(ABOUT THIS EXERCISE):
Below are the records; copy each line in which "struct" occurs.

(DATA SUPPLIED):
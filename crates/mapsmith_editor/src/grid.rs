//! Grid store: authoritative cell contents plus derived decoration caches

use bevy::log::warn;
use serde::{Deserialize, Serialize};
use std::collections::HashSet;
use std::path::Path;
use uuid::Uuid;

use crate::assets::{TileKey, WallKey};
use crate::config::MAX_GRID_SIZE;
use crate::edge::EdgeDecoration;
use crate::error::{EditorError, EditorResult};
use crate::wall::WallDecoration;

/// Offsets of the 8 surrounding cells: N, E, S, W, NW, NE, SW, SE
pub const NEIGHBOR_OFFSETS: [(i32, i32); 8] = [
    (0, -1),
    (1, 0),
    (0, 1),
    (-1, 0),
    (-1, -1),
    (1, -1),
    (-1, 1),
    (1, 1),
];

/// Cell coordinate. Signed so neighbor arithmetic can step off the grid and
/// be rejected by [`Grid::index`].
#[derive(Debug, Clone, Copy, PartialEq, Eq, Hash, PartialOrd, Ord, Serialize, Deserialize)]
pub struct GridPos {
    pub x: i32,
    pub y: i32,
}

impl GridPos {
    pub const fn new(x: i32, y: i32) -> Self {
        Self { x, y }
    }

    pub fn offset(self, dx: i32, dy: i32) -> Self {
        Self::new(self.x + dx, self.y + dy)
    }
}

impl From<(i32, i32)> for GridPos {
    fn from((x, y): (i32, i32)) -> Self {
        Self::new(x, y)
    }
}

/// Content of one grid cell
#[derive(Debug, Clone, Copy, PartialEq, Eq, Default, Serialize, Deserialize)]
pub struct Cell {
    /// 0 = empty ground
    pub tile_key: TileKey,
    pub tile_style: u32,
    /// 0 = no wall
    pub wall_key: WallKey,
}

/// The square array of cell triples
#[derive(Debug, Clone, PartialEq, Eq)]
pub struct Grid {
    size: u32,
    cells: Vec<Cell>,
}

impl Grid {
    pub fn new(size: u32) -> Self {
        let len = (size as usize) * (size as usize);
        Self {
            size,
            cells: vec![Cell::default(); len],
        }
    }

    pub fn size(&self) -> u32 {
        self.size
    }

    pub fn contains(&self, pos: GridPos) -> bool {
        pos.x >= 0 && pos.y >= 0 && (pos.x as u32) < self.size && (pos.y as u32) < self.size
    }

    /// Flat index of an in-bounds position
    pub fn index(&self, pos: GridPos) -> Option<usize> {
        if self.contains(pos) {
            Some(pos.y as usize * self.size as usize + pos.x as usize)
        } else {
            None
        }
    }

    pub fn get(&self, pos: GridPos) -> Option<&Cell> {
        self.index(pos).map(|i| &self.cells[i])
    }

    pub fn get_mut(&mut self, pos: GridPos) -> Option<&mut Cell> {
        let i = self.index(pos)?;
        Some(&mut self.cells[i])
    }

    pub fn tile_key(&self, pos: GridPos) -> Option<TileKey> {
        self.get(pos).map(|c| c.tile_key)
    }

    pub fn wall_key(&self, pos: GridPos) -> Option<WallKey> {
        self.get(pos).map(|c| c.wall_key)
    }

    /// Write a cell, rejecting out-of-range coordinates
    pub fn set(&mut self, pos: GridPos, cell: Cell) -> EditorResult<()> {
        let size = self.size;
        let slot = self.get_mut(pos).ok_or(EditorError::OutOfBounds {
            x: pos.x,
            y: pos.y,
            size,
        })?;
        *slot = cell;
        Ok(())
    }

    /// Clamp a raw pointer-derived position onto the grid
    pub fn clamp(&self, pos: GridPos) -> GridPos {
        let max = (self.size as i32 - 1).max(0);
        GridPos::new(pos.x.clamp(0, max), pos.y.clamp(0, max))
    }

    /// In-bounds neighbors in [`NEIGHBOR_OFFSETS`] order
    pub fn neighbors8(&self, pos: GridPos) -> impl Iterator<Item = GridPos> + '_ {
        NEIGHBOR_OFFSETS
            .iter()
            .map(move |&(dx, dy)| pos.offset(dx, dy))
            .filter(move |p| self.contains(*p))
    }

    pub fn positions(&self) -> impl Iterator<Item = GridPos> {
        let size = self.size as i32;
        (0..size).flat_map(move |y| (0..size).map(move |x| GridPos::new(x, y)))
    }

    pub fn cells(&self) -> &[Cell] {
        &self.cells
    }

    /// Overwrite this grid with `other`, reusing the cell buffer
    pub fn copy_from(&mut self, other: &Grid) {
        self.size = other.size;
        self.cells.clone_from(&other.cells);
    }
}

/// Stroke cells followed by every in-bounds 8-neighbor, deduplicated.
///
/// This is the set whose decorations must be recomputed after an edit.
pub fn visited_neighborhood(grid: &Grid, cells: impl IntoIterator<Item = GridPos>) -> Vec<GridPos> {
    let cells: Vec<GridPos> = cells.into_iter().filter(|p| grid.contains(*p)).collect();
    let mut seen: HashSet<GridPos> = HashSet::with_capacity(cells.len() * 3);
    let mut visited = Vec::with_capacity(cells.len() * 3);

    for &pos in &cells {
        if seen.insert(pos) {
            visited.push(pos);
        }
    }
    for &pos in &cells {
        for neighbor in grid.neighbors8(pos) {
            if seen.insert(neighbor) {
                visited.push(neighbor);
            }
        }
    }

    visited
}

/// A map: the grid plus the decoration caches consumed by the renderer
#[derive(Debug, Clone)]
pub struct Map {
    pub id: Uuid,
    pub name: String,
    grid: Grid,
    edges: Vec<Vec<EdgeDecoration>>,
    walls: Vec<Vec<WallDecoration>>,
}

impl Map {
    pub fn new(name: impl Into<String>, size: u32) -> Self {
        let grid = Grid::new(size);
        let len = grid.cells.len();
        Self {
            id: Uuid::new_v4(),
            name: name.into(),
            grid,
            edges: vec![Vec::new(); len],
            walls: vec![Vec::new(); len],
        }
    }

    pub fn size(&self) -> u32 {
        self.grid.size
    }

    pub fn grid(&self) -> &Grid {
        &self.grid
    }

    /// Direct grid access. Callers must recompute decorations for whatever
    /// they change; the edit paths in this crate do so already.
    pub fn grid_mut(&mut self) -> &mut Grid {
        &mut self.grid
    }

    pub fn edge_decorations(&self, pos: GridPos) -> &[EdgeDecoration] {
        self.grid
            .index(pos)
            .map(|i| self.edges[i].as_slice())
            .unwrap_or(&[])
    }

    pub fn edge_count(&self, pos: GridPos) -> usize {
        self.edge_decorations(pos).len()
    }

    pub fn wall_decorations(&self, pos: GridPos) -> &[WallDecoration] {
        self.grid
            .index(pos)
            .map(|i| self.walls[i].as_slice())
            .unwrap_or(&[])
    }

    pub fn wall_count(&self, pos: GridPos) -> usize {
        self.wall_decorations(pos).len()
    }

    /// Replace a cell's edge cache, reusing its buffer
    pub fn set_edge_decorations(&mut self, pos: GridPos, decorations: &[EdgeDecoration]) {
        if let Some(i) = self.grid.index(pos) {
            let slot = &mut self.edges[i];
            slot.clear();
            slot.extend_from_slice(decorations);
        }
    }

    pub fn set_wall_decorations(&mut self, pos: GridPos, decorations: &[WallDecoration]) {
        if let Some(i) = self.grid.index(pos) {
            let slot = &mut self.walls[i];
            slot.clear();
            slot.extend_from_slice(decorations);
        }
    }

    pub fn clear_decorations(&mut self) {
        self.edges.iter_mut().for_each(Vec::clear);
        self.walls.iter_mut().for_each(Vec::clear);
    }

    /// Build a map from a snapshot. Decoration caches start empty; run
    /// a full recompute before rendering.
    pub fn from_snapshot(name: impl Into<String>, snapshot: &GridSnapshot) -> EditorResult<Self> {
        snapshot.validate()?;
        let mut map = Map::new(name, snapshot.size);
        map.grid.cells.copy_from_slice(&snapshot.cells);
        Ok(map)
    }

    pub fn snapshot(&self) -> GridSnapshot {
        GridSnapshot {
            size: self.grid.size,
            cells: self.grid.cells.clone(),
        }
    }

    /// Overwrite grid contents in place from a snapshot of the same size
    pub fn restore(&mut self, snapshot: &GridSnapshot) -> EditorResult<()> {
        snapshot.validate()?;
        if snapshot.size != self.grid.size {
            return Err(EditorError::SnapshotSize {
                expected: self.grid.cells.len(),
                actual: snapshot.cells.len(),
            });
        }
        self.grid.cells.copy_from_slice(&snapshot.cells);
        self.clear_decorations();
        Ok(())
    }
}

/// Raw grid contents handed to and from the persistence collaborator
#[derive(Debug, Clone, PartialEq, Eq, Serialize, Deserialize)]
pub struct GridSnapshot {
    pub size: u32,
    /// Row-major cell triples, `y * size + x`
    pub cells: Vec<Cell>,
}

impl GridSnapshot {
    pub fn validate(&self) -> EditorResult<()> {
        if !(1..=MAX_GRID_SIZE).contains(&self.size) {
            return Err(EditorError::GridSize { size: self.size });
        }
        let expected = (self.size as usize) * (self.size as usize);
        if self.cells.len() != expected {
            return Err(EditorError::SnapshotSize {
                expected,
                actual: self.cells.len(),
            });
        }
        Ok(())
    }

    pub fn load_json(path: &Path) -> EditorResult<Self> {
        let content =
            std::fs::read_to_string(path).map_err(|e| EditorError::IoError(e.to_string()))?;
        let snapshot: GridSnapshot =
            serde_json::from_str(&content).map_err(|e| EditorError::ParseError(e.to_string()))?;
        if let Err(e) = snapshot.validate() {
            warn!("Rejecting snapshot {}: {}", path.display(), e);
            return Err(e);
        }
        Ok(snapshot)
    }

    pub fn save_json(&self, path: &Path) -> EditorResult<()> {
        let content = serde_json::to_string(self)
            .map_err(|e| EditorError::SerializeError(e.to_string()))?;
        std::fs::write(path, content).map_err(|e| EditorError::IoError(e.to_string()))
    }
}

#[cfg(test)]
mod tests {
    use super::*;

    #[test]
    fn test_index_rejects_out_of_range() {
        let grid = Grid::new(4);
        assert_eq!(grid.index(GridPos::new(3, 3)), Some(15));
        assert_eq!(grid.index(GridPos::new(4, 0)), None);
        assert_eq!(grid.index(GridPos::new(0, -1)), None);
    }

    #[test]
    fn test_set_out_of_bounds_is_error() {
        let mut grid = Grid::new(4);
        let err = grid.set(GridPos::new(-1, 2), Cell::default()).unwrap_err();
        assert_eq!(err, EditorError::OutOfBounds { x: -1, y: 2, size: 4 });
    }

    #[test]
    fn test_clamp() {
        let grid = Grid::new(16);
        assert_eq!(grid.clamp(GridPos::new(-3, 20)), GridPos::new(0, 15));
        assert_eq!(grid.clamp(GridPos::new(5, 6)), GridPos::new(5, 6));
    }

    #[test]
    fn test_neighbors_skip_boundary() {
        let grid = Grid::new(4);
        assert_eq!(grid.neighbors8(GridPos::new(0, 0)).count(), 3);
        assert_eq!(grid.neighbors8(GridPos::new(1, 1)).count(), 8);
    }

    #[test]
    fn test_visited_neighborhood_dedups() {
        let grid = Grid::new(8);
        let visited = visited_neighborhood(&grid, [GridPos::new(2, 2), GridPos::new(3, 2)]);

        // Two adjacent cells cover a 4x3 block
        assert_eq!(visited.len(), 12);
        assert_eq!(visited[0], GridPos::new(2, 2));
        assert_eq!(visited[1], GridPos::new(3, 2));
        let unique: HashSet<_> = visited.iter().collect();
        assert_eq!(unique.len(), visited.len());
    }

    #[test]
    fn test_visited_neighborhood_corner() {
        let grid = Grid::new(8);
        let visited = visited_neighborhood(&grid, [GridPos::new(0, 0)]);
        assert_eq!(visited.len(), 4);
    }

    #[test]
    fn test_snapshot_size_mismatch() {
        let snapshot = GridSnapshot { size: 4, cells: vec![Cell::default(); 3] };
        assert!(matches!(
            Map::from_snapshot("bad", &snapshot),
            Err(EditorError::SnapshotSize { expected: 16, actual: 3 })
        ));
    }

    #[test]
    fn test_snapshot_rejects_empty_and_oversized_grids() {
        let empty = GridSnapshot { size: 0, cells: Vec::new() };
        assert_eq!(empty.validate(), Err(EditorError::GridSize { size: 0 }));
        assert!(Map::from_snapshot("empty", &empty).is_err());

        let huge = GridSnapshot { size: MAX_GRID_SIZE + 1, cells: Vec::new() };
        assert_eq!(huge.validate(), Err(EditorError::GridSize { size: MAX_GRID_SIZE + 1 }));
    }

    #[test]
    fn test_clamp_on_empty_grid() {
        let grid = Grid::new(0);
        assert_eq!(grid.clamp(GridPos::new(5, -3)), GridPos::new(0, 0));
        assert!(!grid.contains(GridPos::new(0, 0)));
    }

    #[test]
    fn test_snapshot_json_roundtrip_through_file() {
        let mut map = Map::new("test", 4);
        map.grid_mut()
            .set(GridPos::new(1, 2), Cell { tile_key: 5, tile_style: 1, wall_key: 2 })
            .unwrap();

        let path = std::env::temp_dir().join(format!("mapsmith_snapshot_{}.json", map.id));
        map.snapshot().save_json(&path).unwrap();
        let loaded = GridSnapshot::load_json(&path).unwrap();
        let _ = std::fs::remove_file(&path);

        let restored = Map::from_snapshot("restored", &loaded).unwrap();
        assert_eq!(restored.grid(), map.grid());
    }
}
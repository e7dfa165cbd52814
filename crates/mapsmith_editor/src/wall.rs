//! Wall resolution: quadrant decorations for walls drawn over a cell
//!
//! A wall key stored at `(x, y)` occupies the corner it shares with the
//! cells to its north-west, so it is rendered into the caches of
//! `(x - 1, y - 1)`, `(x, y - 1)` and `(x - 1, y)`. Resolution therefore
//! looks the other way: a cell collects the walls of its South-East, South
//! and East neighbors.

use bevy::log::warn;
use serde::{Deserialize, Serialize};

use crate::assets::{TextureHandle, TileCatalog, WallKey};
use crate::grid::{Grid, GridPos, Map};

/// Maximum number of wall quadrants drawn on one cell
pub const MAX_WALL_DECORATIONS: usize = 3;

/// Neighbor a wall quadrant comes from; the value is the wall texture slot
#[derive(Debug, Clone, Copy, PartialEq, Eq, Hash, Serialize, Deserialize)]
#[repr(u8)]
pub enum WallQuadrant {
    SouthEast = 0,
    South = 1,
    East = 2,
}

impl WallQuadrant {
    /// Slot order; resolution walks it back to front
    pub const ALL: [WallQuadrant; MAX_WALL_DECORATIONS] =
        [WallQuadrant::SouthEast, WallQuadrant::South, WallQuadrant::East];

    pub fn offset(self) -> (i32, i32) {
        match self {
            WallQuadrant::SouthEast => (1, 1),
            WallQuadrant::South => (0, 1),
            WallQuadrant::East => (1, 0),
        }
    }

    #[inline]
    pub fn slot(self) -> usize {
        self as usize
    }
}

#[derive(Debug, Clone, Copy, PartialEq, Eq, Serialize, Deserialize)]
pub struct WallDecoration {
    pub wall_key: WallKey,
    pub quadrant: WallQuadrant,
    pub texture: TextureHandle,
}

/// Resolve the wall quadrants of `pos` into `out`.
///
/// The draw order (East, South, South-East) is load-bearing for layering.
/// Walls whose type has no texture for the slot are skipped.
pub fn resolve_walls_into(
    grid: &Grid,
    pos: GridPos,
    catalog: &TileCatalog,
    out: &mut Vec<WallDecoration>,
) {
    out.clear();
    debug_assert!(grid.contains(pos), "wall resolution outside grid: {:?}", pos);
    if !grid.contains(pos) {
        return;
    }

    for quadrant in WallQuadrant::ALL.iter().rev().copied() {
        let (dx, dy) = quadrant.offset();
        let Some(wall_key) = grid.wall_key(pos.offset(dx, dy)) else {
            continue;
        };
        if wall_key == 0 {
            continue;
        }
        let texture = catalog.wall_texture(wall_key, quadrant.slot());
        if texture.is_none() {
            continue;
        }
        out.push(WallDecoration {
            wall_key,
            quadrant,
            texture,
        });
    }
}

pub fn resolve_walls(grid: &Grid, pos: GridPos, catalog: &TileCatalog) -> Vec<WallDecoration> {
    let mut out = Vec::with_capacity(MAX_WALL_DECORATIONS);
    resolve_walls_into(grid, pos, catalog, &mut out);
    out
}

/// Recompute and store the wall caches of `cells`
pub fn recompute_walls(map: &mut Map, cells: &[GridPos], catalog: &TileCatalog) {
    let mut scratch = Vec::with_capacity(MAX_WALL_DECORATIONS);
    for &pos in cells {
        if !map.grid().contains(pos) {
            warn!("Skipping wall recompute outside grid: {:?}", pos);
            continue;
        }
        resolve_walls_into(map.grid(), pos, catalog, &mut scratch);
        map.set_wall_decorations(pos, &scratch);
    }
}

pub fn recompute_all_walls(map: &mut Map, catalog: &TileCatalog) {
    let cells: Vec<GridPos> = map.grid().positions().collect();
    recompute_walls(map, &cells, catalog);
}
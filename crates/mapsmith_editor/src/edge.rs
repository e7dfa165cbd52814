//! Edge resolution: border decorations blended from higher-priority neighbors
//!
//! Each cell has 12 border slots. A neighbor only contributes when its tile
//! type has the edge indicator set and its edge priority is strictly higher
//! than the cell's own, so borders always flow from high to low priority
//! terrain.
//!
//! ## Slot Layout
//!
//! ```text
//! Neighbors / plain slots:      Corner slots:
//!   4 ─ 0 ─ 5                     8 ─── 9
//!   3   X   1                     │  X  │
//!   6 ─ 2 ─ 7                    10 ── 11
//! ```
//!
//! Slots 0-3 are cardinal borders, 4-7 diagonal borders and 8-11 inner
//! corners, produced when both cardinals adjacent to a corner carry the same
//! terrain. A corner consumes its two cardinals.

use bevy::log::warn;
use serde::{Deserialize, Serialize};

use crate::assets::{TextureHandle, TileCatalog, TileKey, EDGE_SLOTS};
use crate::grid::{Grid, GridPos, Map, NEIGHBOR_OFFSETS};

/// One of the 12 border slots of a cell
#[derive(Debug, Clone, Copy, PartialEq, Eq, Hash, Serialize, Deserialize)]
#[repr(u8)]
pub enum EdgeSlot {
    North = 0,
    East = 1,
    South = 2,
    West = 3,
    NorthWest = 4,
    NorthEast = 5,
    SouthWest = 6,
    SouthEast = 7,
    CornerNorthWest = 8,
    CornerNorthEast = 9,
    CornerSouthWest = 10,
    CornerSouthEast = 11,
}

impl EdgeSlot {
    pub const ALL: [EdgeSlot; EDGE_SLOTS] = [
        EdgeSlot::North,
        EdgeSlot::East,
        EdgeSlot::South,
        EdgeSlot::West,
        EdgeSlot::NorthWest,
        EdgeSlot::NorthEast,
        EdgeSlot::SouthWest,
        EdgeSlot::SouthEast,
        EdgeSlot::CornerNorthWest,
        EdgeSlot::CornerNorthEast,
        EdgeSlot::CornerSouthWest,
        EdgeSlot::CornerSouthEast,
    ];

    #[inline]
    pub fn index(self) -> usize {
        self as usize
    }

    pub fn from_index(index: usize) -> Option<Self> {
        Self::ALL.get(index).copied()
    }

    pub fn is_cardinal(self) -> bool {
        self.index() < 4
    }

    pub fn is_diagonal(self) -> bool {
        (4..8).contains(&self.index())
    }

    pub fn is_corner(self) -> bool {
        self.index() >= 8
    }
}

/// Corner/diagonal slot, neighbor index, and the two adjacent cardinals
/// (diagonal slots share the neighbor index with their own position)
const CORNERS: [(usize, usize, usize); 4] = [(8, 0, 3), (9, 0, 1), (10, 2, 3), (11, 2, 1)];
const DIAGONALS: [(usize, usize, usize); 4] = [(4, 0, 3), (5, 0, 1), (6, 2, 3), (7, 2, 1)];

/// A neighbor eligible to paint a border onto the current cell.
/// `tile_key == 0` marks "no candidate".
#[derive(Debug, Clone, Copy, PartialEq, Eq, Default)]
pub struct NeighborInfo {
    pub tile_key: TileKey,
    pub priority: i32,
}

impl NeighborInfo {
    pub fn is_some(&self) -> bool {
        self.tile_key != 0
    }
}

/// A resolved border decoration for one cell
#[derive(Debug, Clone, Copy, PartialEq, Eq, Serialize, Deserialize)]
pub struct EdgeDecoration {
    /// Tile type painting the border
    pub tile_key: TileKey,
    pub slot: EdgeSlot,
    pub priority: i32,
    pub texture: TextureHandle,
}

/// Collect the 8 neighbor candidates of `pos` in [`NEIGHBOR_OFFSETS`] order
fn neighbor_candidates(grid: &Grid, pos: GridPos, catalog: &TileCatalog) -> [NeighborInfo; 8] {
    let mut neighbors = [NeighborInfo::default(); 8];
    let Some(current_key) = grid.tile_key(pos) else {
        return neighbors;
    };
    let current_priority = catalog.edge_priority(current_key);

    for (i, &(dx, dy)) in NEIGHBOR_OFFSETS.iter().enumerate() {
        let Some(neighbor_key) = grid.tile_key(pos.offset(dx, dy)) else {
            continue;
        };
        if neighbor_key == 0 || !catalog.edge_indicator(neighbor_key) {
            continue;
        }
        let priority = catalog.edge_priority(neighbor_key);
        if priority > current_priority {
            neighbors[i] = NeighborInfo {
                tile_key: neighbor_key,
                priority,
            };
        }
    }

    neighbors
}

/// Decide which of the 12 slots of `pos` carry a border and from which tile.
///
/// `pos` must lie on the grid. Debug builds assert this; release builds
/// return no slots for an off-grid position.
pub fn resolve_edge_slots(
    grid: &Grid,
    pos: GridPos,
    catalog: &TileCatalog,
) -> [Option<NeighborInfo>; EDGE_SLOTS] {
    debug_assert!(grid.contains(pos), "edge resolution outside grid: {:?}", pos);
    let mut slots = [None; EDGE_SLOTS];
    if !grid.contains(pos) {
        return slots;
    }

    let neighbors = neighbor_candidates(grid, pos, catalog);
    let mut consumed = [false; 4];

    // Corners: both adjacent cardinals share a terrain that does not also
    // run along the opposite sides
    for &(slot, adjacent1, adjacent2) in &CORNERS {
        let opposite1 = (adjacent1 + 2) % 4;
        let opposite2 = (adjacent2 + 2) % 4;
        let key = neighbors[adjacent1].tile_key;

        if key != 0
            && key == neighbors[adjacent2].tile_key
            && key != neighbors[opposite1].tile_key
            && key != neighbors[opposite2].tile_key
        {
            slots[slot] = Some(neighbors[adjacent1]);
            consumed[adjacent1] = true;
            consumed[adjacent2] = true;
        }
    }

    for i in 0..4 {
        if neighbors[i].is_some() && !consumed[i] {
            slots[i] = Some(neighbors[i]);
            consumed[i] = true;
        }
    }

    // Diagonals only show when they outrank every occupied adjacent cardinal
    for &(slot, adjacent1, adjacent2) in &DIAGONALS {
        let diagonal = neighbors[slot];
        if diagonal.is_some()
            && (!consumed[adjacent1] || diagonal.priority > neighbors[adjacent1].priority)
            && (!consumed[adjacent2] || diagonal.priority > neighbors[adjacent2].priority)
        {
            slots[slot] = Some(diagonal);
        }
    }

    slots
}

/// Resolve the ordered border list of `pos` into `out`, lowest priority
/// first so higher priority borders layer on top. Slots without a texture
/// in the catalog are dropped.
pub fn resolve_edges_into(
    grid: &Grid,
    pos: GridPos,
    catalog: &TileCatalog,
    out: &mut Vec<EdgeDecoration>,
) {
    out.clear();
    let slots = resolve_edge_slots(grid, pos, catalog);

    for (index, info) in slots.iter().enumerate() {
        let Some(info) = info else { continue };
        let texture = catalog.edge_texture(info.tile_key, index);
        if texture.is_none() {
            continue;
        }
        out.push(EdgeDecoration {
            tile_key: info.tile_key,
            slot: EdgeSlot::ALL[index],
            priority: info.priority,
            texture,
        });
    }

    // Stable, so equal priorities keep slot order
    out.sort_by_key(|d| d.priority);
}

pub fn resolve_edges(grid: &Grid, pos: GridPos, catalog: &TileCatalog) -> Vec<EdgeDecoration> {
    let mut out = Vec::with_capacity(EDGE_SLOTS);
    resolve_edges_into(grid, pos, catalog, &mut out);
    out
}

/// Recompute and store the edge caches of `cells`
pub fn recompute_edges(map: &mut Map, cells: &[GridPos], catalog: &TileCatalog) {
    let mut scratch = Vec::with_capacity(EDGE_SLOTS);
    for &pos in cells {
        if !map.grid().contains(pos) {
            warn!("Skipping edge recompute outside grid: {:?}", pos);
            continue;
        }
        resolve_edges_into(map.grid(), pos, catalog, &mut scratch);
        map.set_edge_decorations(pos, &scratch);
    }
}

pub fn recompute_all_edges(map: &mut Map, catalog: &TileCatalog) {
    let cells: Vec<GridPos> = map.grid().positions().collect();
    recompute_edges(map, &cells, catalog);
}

(OUTPUT BELOW):
pub struct GridPos {
pub struct Cell {
pub struct Grid {
pub struct Map {
pub struct GridSnapshot {
pub struct WallDecoration {
pub struct NeighborInfo {
pub struct EdgeDecoration {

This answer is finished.